Mendengar ayahnya semakin meninggikan suaranya, Javier berjalan lebih cepat sambil menutup telinga dengan kedua tangan. Tepat didepan pintu,saat Javier hendak keluar, tanpa disengaja ia menabrak seseorang yang berlari berlawanan arah.

Javier sempat kehilangan keseimbangan karena mereka bertabrakan begitu keras, tapi tubuhnya ditahan oleh Darwis dibelakang, dan Javier tidak berhasil jatuh.

Melihat orang itu tersungkur dilantai, Javier membulatkan matanya dengan kemarahan semakin meluap-luap setelah tahu siapa yang menabraknya.

"Sudah kukatakan berkali-kali kau jangan ke ruanganku Ikasya! Untuk apa kau kesini dengan berlari seperti itu?!"

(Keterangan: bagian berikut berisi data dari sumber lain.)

//! Session authority: signs session tokens and keeps their server-side records.
//!
//! A token is only accepted while its signature and `exp` claim are valid *and* the
//! session store still holds an unexpired record for its `jti`. Records that are
//! about to lapse are pushed out again on use, so active users stay logged in.

use agora_common::{
    model::{
        Id,
        auth::{SessionClaims, SessionId},
        user::{User, UserMarker},
    },
    util::PositiveDuration,
};
use agora_db::{DbError, SessionStore};
use jsonwebtoken::{Algorithm, DecodingKey, EncodingKey, Header, Validation, decode, encode};
use std::sync::Arc;
use thiserror::Error;
use time::{Duration, OffsetDateTime};
use tracing::{debug, info};

pub const DEFAULT_SESSION_LIFETIME: PositiveDuration =
    PositiveDuration::new_unchecked(Duration::days(90));
pub const DEFAULT_SESSION_REFRESH_WINDOW: PositiveDuration =
    PositiveDuration::new_unchecked(Duration::hours(24));

const SESSION_ALGORITHM: Algorithm = Algorithm::HS256;

#[derive(Debug, Error)]
pub enum SessionError {
    #[error("Session token was rejected: {0}")]
    Token(#[from] jsonwebtoken::errors::Error),
    #[error("Session {0} is not known")]
    UnknownSession(SessionId),
    #[error("Session {0} expired at {1}")]
    Expired(SessionId, OffsetDateTime),
    #[error(transparent)]
    Store(#[from] DbError),
}

#[derive(Copy, Clone, Eq, PartialEq, Debug, Hash)]
pub struct SessionPolicy {
    /// How long a new or refreshed session lives.
    pub lifetime: PositiveDuration,
    /// Remaining lifetime below which a validated session is refreshed.
    pub refresh_window: PositiveDuration,
}

impl Default for SessionPolicy {
    fn default() -> Self {
        Self {
            lifetime: DEFAULT_SESSION_LIFETIME,
            refresh_window: DEFAULT_SESSION_REFRESH_WINDOW,
        }
    }
}

pub struct SessionAuthority {
    encoding_key: EncodingKey,
    decoding_key: DecodingKey,
    validation: Validation,
    store: Arc<dyn SessionStore>,
    policy: SessionPolicy,
}

impl SessionAuthority {
    #[must_use]
    pub fn new(secret: &[u8], store: Arc<dyn SessionStore>, policy: SessionPolicy) -> Self {
        Self {
            encoding_key: EncodingKey::from_secret(secret),
            decoding_key: DecodingKey::from_secret(secret),
            validation: Validation::new(SESSION_ALGORITHM),
            store,
            policy,
        }
    }

    /// Opens a new session for `user` and returns its signed token.
    pub async fn issue_token(&self, user: &User) -> Result<String, SessionError> {
        let now = OffsetDateTime::now_utc();
        let expires_at = now + self.policy.lifetime.get();

        let claims = SessionClaims {
            user: user.clone(),
            iat: now.unix_timestamp(),
            exp: expires_at.unix_timestamp(),
            jti: SessionId::generate(),
        };
        let token = encode(&Header::new(SESSION_ALGORITHM), &claims, &self.encoding_key)?;

        self.store
            .store_session(user.id, &claims.jti, expires_at)
            .await?;

        debug!(user_id = %user.id, session_id = %claims.jti, "Opened session");
        Ok(token)
    }

    /// Checks `token` and its session record, returning the user snapshot it carries.
    pub async fn validate_token(&self, token: &str) -> Result<User, SessionError> {
        let claims = decode::<SessionClaims>(token, &self.decoding_key, &self.validation)?.claims;
        let user_id = claims.user.id;

        let expires_at = self
            .store
            .fetch_session_expiry(user_id, &claims.jti)
            .await?
            .ok_or_else(|| SessionError::UnknownSession(claims.jti.clone()))?;

        let now = OffsetDateTime::now_utc();
        if now > expires_at {
            return Err(SessionError::Expired(claims.jti, expires_at));
        }

        if expires_at - now < self.policy.refresh_window.get() {
            let refreshed = now + self.policy.lifetime.get();
            self.store
                .store_session(user_id, &claims.jti, refreshed)
                .await?;
            debug!(%user_id, session_id = %claims.jti, %refreshed, "Extended session");
        }

        Ok(claims.user)
    }

    /// Deletes every session of the user that has already expired.
    pub async fn prune_expired_sessions(
        &self,
        user_id: Id<UserMarker>,
    ) -> Result<usize, SessionError> {
        let now = OffsetDateTime::now_utc();
        let mut pruned = 0;

        for (session_id, expires_at) in self.store.fetch_user_sessions(user_id).await? {
            if now > expires_at {
                self.store.delete_session(user_id, &session_id).await?;
                info!(%user_id, %session_id, %expires_at, "Removed expired session");
                pruned += 1;
            }
        }

        Ok(pruned)
    }
}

Ikasya hanya melihat wajah Javier tanpa mengucapkan satu kata pun. Matanya terlihat seperti sedang menahan sakit. Bunyi jatuhnya saja nyaring terdengar, sudah pasti sakitnya tak tertahankan untuk ukuran wanita rapuh seperti Ikasya.

"Apa? Kau berharap aku membantumu? Hah! Berdiri sendiri!"

"Cepat berdiri! Kau mengotori lantai saja." Javier menghentakkan kaki kirinya dengan keras.

Ikasya memegang perutnya, ia berharap jatuh seperti itu tidak berpengaruh pada kandungannya. Dengan tertatih, ia mencoba berdiri sambil merapikan gaun yang ia kenakan.

Saat melihat tatapan tidak suka Darwis padanya, Ikasya menahan keinginannya untuk menunggu Javier menolongnya. Lagi pula kedua pria dihadapannya sama sekali tidak menunjukkan belas kasihan.

"Aku tidak ingin melihatmu terus menemuiku." Setelah berkata seperti Ikasya yang membisu, berdiri sambil menitikkan air mata.

________

"Bagaimanapun caranya, dia harus lebih dulu meninggalkan dunia ini. Aku tidak ingin kerajaan ini jatuh ke tangannya." 

"Kau akan dianggap berhianat karena memiliki niat jahat seperti itu."

"Aku sudah berkhianat dari dulu kau tahu?"

"Penghianatan pertama yang menjadikan kau seorang Ratu?"

"Yah, kau mengetahuinya dengan jelas."

"Tentu saja, sikap serakahmu itu nantinya akan menjadi malapetaka."

Kedua orang itu berbincang tanpa takut didengar, karena tempat yang kedap suara membuat mereka bebas tertawa dalam ruangan itu.

"Dalam waktu dekat, anakku akan kembali. Dia akan lebih dulu membuat malapetaka untuk mereka yang menentangku." Wanita itu menghirup aroma secangkir teh yang ada di tangannya sembari tertawa lepas.